The meaning of “public health” in this context, though, merits a moment’s reflection. Portland is, after all, a city whose drug and homelessness problem is well-documented. Overdose deaths were already climbing in 2020, a change attributed to the pandemic. But following the 2021 passing of Ballot Measure 110, with 58.8% support, which decriminalised the use of hard drugs, overdose deaths both in Portland and across Oregon rose by 41%.

This is the kind of change that, on most people’s metric, would constitute a severe public health issue, as would the proliferation of tent encampments throughout the city, along with litter, and rising crime and violence rates — a shift that has driven some long-time residents to sell up and move.

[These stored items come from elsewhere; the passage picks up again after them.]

//! Pinning Service & IPFS Gateway
//!
//! Thin clients over the third-party content-addressed storage the
//! registry relies on: the pinning API for writing small JSON documents
//! (chat snapshots, inboxes, user profiles) and the public gateway for
//! reading anything back by CID. Neither is reimplemented here; both fail
//! soft so the rest of the service can fall back to local data.

pub mod client;
pub mod gateway;

pub use client::{PinningClient, PinningConfig, PinningError};
pub use gateway::{GatewayClient, GatewayConfig};
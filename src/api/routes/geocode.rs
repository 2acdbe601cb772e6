//! Geocode Proxy Route
//!
//! - GET /api/v1/geocode?q=... - forward geocoding for map pins

use axum::{
    extract::{Query, State},
    Json,
};
use serde::Deserialize;
use std::sync::Arc;

use crate::api::error::{ApiError, ApiResult};
use crate::api::state::AppState;
use crate::geocode::GeocodeResult;

#[derive(Debug, Deserialize)]
pub struct GeocodeQuery {
    pub q: String,
}

/// GET /api/v1/geocode
pub async fn search(
    State(state): State<Arc<AppState>>,
    Query(query): Query<GeocodeQuery>,
) -> ApiResult<Json<Vec<GeocodeResult>>> {
    if query.q.trim().is_empty() {
        return Err(ApiError::Validation("Query must not be empty".to_string()));
    }

    let results = state.geocode.search(query.q.trim()).await?;
    Ok(Json(results))
}
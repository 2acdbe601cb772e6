//! Sale & Bid Routes
//!
//! Marketplace listings and purchase requests, including the ranked-bid
//! view sellers use to pick a buyer.
//!
//! - GET  /api/v1/sales
//! - GET  /api/v1/sales/:id
//! - GET  /api/v1/sales/:id/bids - ranked, highest first
//! - POST /api/v1/sales - list a property
//! - POST /api/v1/sales/:id/cancel
//! - POST /api/v1/sales/:id/requests - submit a bid
//! - POST /api/v1/requests/:id/cancel
//! - POST /api/v1/requests/:id/accept

use axum::{
    extract::{Path, State},
    http::StatusCode,
    Json,
};
use std::sync::Arc;

use crate::api::dto::{CreateSaleRequest, RankedBidDto, SaleDto, SubmitBidRequest};
use crate::api::error::ApiResult;
use crate::api::state::AppState;
use crate::bids::rank_bids;
use crate::chain::TxOutcome;

use super::parse_amount;

/// GET /api/v1/sales
pub async fn list_sales(State(state): State<Arc<AppState>>) -> ApiResult<Json<Vec<SaleDto>>> {
    let sales = state.market.all_sales().await?;
    Ok(Json(sales.into_iter().map(Into::into).collect()))
}

/// GET /api/v1/sales/:id
pub async fn get_sale(
    State(state): State<Arc<AppState>>,
    Path(id): Path<u64>,
) -> ApiResult<Json<SaleDto>> {
    let sale = state.market.get_sale(id).await?;
    Ok(Json(sale.into()))
}

/// GET /api/v1/sales/:id/bids
///
/// Per buyer, the latest still-standing offer, ranked by price
/// descending; the first entry carries the `highest` flag.
pub async fn get_ranked_bids(
    State(state): State<Arc<AppState>>,
    Path(id): Path<u64>,
) -> ApiResult<Json<Vec<RankedBidDto>>> {
    let requests = state.market.requests_for_sale(id).await?;
    let ranked = rank_bids(&requests);
    Ok(Json(ranked.into_iter().map(Into::into).collect()))
}

/// POST /api/v1/sales
pub async fn create_sale(
    State(state): State<Arc<AppState>>,
    Json(req): Json<CreateSaleRequest>,
) -> ApiResult<(StatusCode, Json<TxOutcome>)> {
    let price = parse_amount(&req.price)?;
    let outcome = state.market.put_on_sale(req.property_id, price).await?;
    Ok((StatusCode::CREATED, Json(outcome)))
}

/// POST /api/v1/sales/:id/cancel
pub async fn cancel_sale(
    State(state): State<Arc<AppState>>,
    Path(id): Path<u64>,
) -> ApiResult<Json<TxOutcome>> {
    Ok(Json(state.market.cancel_sale(id).await?))
}

/// POST /api/v1/sales/:id/requests
pub async fn submit_bid(
    State(state): State<Arc<AppState>>,
    Path(id): Path<u64>,
    Json(req): Json<SubmitBidRequest>,
) -> ApiResult<(StatusCode, Json<TxOutcome>)> {
    let price = parse_amount(&req.price)?;
    let outcome = state.market.submit_request(id, price).await?;
    Ok((StatusCode::CREATED, Json(outcome)))
}

/// POST /api/v1/requests/:id/cancel
pub async fn cancel_request(
    State(state): State<Arc<AppState>>,
    Path(id): Path<u64>,
) -> ApiResult<Json<TxOutcome>> {
    Ok(Json(state.market.cancel_request(id).await?))
}

/// POST /api/v1/requests/:id/accept
pub async fn accept_request(
    State(state): State<Arc<AppState>>,
    Path(id): Path<u64>,
) -> ApiResult<Json<TxOutcome>> {
    Ok(Json(state.market.accept_request(id).await?))
}
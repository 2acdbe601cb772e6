//! Role Routes
//!
//! Derived authorization for dashboards, plus the admin-side staff
//! assignment transactions.
//!
//! - GET  /api/v1/roles/:address
//! - POST /api/v1/admin/inspectors - assign inspector to a location
//! - POST /api/v1/admin/employees - assign employee to a department

use axum::{
    extract::{Path, State},
    Json,
};
use std::sync::Arc;

use crate::api::dto::{AssignStaffRequest, RoleResponse};
use crate::api::error::ApiResult;
use crate::api::state::AppState;
use crate::chain::TxOutcome;
use crate::roles::derive_roles;

use super::parse_addr;

/// GET /api/v1/roles/:address
///
/// Classify a wallet. The two on-chain reads fail soft to zero: an
/// unreachable node classifies the wallet as a plain citizen rather
/// than failing the request, matching how the dashboards degrade.
pub async fn get_roles(
    State(state): State<Arc<AppState>>,
    Path(address): Path<String>,
) -> ApiResult<Json<RoleResponse>> {
    let account = parse_addr(&address)?;

    let inspector_location = match state.registry.inspector_location(account).await {
        Ok(loc) => loc,
        Err(e) => {
            tracing::warn!(error = %e, "Inspector read failed; treating as unassigned");
            0
        }
    };

    let employee_department = match state.registry.employee_department(account).await {
        Ok(dept) => dept,
        Err(e) => {
            tracing::warn!(error = %e, "Employee read failed; treating as unassigned");
            0
        }
    };

    let flags = derive_roles(
        account,
        state.chain.admin_address(),
        inspector_location,
        employee_department,
    );

    Ok(Json(RoleResponse::from_flags(&address, flags)))
}

/// POST /api/v1/admin/inspectors
pub async fn assign_inspector(
    State(state): State<Arc<AppState>>,
    Json(req): Json<AssignStaffRequest>,
) -> ApiResult<Json<TxOutcome>> {
    let account = parse_addr(&req.address)?;
    Ok(Json(
        state
            .registry
            .assign_inspector(account, req.assignment_id)
            .await?,
    ))
}

/// POST /api/v1/admin/employees
pub async fn assign_employee(
    State(state): State<Arc<AppState>>,
    Json(req): Json<AssignStaffRequest>,
) -> ApiResult<Json<TxOutcome>> {
    let account = parse_addr(&req.address)?;
    Ok(Json(
        state
            .registry
            .assign_employee(account, req.assignment_id)
            .await?,
    ))
}
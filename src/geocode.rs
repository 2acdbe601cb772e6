//! Geocoding Client
//!
//! Forward geocoding of free-text property locations via a
//! Nominatim-compatible HTTP API. Purely cosmetic data for map pins;
//! every failure is soft.

use reqwest::Client;
use serde::{Deserialize, Serialize};
use thiserror::Error;

/// Configuration for the geocoding client
#[derive(Debug, Clone)]
pub struct GeocodeConfig {
    /// Base URL of the geocoding API
    pub base_url: String,
    /// User agent; Nominatim's usage policy requires an identifying one
    pub user_agent: String,
    /// Request timeout in milliseconds
    pub request_timeout_ms: u64,
}

impl Default for GeocodeConfig {
    fn default() -> Self {
        Self {
            base_url: "https://nominatim.openstreetmap.org".to_string(),
            user_agent: "landledger/0.1".to_string(),
            request_timeout_ms: 8_000,
        }
    }
}

/// A geocoding match
#[derive(Debug, Clone, Serialize)]
pub struct GeocodeResult {
    pub latitude: f64,
    pub longitude: f64,
    pub display_name: String,
}

/// Errors from the geocoding API
#[derive(Debug, Error)]
pub enum GeocodeError {
    #[error("Geocoding service unavailable")]
    Unavailable,

    #[error("Request timeout")]
    Timeout,

    #[error("Request failed: {0}")]
    Request(#[from] reqwest::Error),

    #[error("API error {status}")]
    Api { status: u16 },

    #[error("Parse error: {0}")]
    Parse(String),
}

/// Nominatim-style geocoding client
pub struct GeocodeClient {
    client: Client,
    config: GeocodeConfig,
}

impl GeocodeClient {
    pub fn new(config: GeocodeConfig) -> Result<Self, GeocodeError> {
        let client = Client::builder()
            .user_agent(config.user_agent.clone())
            .timeout(std::time::Duration::from_millis(config.request_timeout_ms))
            .build()
            .map_err(GeocodeError::Request)?;

        Ok(Self { client, config })
    }

    /// Resolve a free-text query to candidate coordinates, best first
    pub async fn search(&self, query: &str) -> Result<Vec<GeocodeResult>, GeocodeError> {
        let url = format!(
            "{}/search?format=json&limit=5&q={}",
            self.config.base_url,
            urlencoding::encode(query)
        );

        let response = self.client.get(&url).send().await.map_err(|e| {
            if e.is_timeout() {
                GeocodeError::Timeout
            } else if e.is_connect() {
                GeocodeError::Unavailable
            } else {
                GeocodeError::Request(e)
            }
        })?;

        if !response.status().is_success() {
            return Err(GeocodeError::Api {
                status: response.status().as_u16(),
            });
        }

        let raw: Vec<NominatimPlace> = response.json().await.map_err(GeocodeError::Request)?;

        raw.into_iter()
            .map(|place| {
                Ok(GeocodeResult {
                    latitude: place
                        .lat
                        .parse()
                        .map_err(|_| GeocodeError::Parse(format!("bad latitude {}", place.lat)))?,
                    longitude: place
                        .lon
                        .parse()
                        .map_err(|_| GeocodeError::Parse(format!("bad longitude {}", place.lon)))?,
                    display_name: place.display_name,
                })
            })
            .collect()
    }
}

/// Nominatim returns coordinates as strings
#[derive(Debug, Deserialize)]
struct NominatimPlace {
    lat: String,
    lon: String,
    display_name: String,
}

#[cfg(test)]
mod tests {
    use super::*;

    #[test]
    fn place_parses_stringly_typed_coordinates() {
        let raw = r#"[{"lat": "12.9716", "lon": "77.5946", "display_name": "Bengaluru, Karnataka"}]"#;
        let places: Vec<NominatimPlace> = serde_json::from_str(raw).unwrap();
        assert_eq!(places.len(), 1);
        assert_eq!(places[0].lat, "12.9716");
    }

    #[test]
    fn default_config_has_identifying_user_agent() {
        let config = GeocodeConfig::default();
        assert!(config.user_agent.starts_with("landledger"));
    }
}
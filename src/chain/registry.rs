//! Land Registry Contract
//!
//! Typed wrapper over the deployed land-registry contract: property
//! records, their lifecycle transitions, and staff assignments. The
//! ABI fragments below are the fixed external protocol this service
//! binds to; transition rules are enforced by the contract itself.

use ethers::abi::{parse_abi, Abi};
use ethers::contract::Contract;
use ethers::providers::{Http, Provider};
use ethers::types::{Address, U256};
use std::sync::Arc;

use super::client::{
    contract_err, parse_address, read_contract, simulate_and_send, write_contract, ChainClient,
    SignerClient,
};
use super::error::{ChainError, ChainResult};
use super::types::{Property, PropertyTuple, TxOutcome};

const REGISTRY_ABI: &[&str] = &[
    "function getProperty(uint256 id) view returns (uint256, uint256, uint256, uint256, string, address, uint256, string, uint8, string)",
    "function propertyCount() view returns (uint256)",
    "function propertiesOf(address owner) view returns (uint256[])",
    "function inspectorLocation(address account) view returns (uint256)",
    "function employeeDepartment(address account) view returns (uint256)",
    "function registerProperty(uint256 area, uint256 locationId, uint256 revenueDeptId, string surveyNumber, uint256 marketValue, string docCid)",
    "function scheduleInspection(uint256 id)",
    "function verifyProperty(uint256 id)",
    "function rejectProperty(uint256 id, string reason)",
    "function assignInspector(address account, uint256 locationId)",
    "function assignEmployee(address account, uint256 departmentId)",
];

/// Typed access to the land-registry contract
pub struct LandRegistry {
    client: Arc<ChainClient>,
    address: Address,
    abi: Abi,
}

impl LandRegistry {
    pub fn new(client: Arc<ChainClient>, address: &str) -> ChainResult<Self> {
        Ok(Self {
            address: parse_address(address)?,
            abi: parse_abi(REGISTRY_ABI).map_err(|e| ChainError::Abi(e.to_string()))?,
            client,
        })
    }

    fn read(&self) -> Contract<Provider<Http>> {
        read_contract(&self.client, self.address, &self.abi)
    }

    fn write(&self) -> ChainResult<Contract<SignerClient>> {
        write_contract(&self.client, self.address, &self.abi)
    }

    // ==================== Reads ====================

    /// Fetch a single property record
    pub async fn get_property(&self, id: u64) -> ChainResult<Property> {
        let tuple: PropertyTuple = self
            .read()
            .method("getProperty", U256::from(id))
            .map_err(|e| ChainError::Abi(e.to_string()))?
            .call()
            .await
            .map_err(contract_err)?;

        Property::try_from(tuple)
    }

    /// Total number of registered properties
    pub async fn property_count(&self) -> ChainResult<u64> {
        let count: U256 = self
            .read()
            .method("propertyCount", ())
            .map_err(|e| ChainError::Abi(e.to_string()))?
            .call()
            .await
            .map_err(contract_err)?;

        Ok(count.as_u64())
    }

    /// All properties owned by a wallet
    pub async fn properties_of(&self, owner: Address) -> ChainResult<Vec<Property>> {
        let ids: Vec<U256> = self
            .read()
            .method("propertiesOf", owner)
            .map_err(|e| ChainError::Abi(e.to_string()))?
            .call()
            .await
            .map_err(contract_err)?;

        let mut properties = Vec::with_capacity(ids.len());
        for id in ids {
            properties.push(self.get_property(id.as_u64()).await?);
        }
        Ok(properties)
    }

    /// Location id assigned to a land inspector; zero means not assigned
    pub async fn inspector_location(&self, account: Address) -> ChainResult<u64> {
        let loc: U256 = self
            .read()
            .method("inspectorLocation", account)
            .map_err(|e| ChainError::Abi(e.to_string()))?
            .call()
            .await
            .map_err(contract_err)?;

        Ok(loc.as_u64())
    }

    /// Department id assigned to a revenue employee; zero means not assigned
    pub async fn employee_department(&self, account: Address) -> ChainResult<u64> {
        let dept: U256 = self
            .read()
            .method("employeeDepartment", account)
            .map_err(|e| ChainError::Abi(e.to_string()))?
            .call()
            .await
            .map_err(contract_err)?;

        Ok(dept.as_u64())
    }

    // ==================== Writes ====================

    /// Register a new property owned by the signer
    #[allow(clippy::too_many_arguments)]
    pub async fn register_property(
        &self,
        area: u64,
        location_id: u64,
        revenue_department_id: u64,
        survey_number: &str,
        market_value: U256,
        document_cid: &str,
    ) -> ChainResult<TxOutcome> {
        let call = self
            .write()?
            .method::<_, ()>(
                "registerProperty",
                (
                    U256::from(area),
                    U256::from(location_id),
                    U256::from(revenue_department_id),
                    survey_number.to_string(),
                    market_value,
                    document_cid.to_string(),
                ),
            )
            .map_err(|e| ChainError::Abi(e.to_string()))?;

        simulate_and_send(call).await
    }

    /// Schedule an inspection (revenue employee)
    pub async fn schedule_inspection(&self, id: u64) -> ChainResult<TxOutcome> {
        let call = self
            .write()?
            .method::<_, ()>("scheduleInspection", U256::from(id))
            .map_err(|e| ChainError::Abi(e.to_string()))?;

        simulate_and_send(call).await
    }

    /// Mark a property verified (land inspector)
    pub async fn verify_property(&self, id: u64) -> ChainResult<TxOutcome> {
        let call = self
            .write()?
            .method::<_, ()>("verifyProperty", U256::from(id))
            .map_err(|e| ChainError::Abi(e.to_string()))?;

        simulate_and_send(call).await
    }

    /// Reject a property with a reason (land inspector)
    pub async fn reject_property(&self, id: u64, reason: &str) -> ChainResult<TxOutcome> {
        let call = self
            .write()?
            .method::<_, ()>("rejectProperty", (U256::from(id), reason.to_string()))
            .map_err(|e| ChainError::Abi(e.to_string()))?;

        simulate_and_send(call).await
    }

    /// Assign a land inspector to a location (admin)
    pub async fn assign_inspector(
        &self,
        account: Address,
        location_id: u64,
    ) -> ChainResult<TxOutcome> {
        let call = self
            .write()?
            .method::<_, ()>("assignInspector", (account, U256::from(location_id)))
            .map_err(|e| ChainError::Abi(e.to_string()))?;

        simulate_and_send(call).await
    }

    /// Assign a revenue employee to a department (admin)
    pub async fn assign_employee(
        &self,
        account: Address,
        department_id: u64,
    ) -> ChainResult<TxOutcome> {
        let call = self
            .write()?
            .method::<_, ()>("assignEmployee", (account, U256::from(department_id)))
            .map_err(|e| ChainError::Abi(e.to_string()))?;

        simulate_and_send(call).await
    }
}

#[cfg(test)]
mod tests {
    use super::*;

    #[test]
    fn registry_abi_parses() {
        let abi = parse_abi(REGISTRY_ABI).unwrap();
        assert!(abi.function("getProperty").is_ok());
        assert!(abi.function("rejectProperty").is_ok());
        assert!(abi.function("assignInspector").is_ok());
    }
}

It’s a fairly safe bet that the people holding a ‘funeral’ for the end of mandatory masking in doctor’s appointments don’t view the proliferation of homeless encampments characterised by litter, violence, petty crime and rampant drug abuse as a public health issue. Meanwhile, more recent research has cast doubt on the efficacy of masking full stop as a means of slowing transmission of Covid-19. 

It’s a good rule of thumb that obvious inconsistencies tend to reflect unstated moral hierarchies; this, then, makes me curious about the common underlying moral position that legitimates rampant public ill-health in the context of drug use while erupting in obvious outrage at the discontinuation of a ‘public health’ measure whose impact was minimal at best.

My best guess at the common factor is that this apparently inconsistent position reflects an underlying belief that it’s an act of radical love and kindness to demolish every possible way in which people might be said to have an effect on or obligation to one another in a social context.

This explains the fixation on masks: wearing one symbolises a desire to contain one’s own microbial footprint, so it doesn’t accidentally contaminate someone else and thus impinge on their autonomy. For someone with a total metaphysical commitment to autonomy this is a basic ethical duty. I can see why such individuals would be outraged by others’ willingness to embrace an elevated level of involuntary mutual contamination: from this perspective, such willingness looks like a derogation of our individual duty to safeguard others’ freedom from our actions (even from our microbiome).

Conversely, for believers in separateness-as-love, drug abuse and homelessness can’t be read as public health crises. That’s because it follows from this that everyone around us also has skin in the game in which our individual choices are concerned. And it follows from this that safeguarding the social fabric requires some top-down curbs on individual freedom. From the freedom-absolutist’s perspective, even such a low bar as prohibitions on injecting hard drugs on the pavement or defecating in the park are an inexcusable infringement on that freedom.

It’s to the credit of even as institutionally liberal a jurisdiction as Portland that the most potent contemporary symbol of atomisation-as-love – the Covid mask – is now being jettisoned. But we should not expect the pseudo-religious worship of radical separateness to go away any time soon.


Mary Harrington is a contributing editor at UnHerd.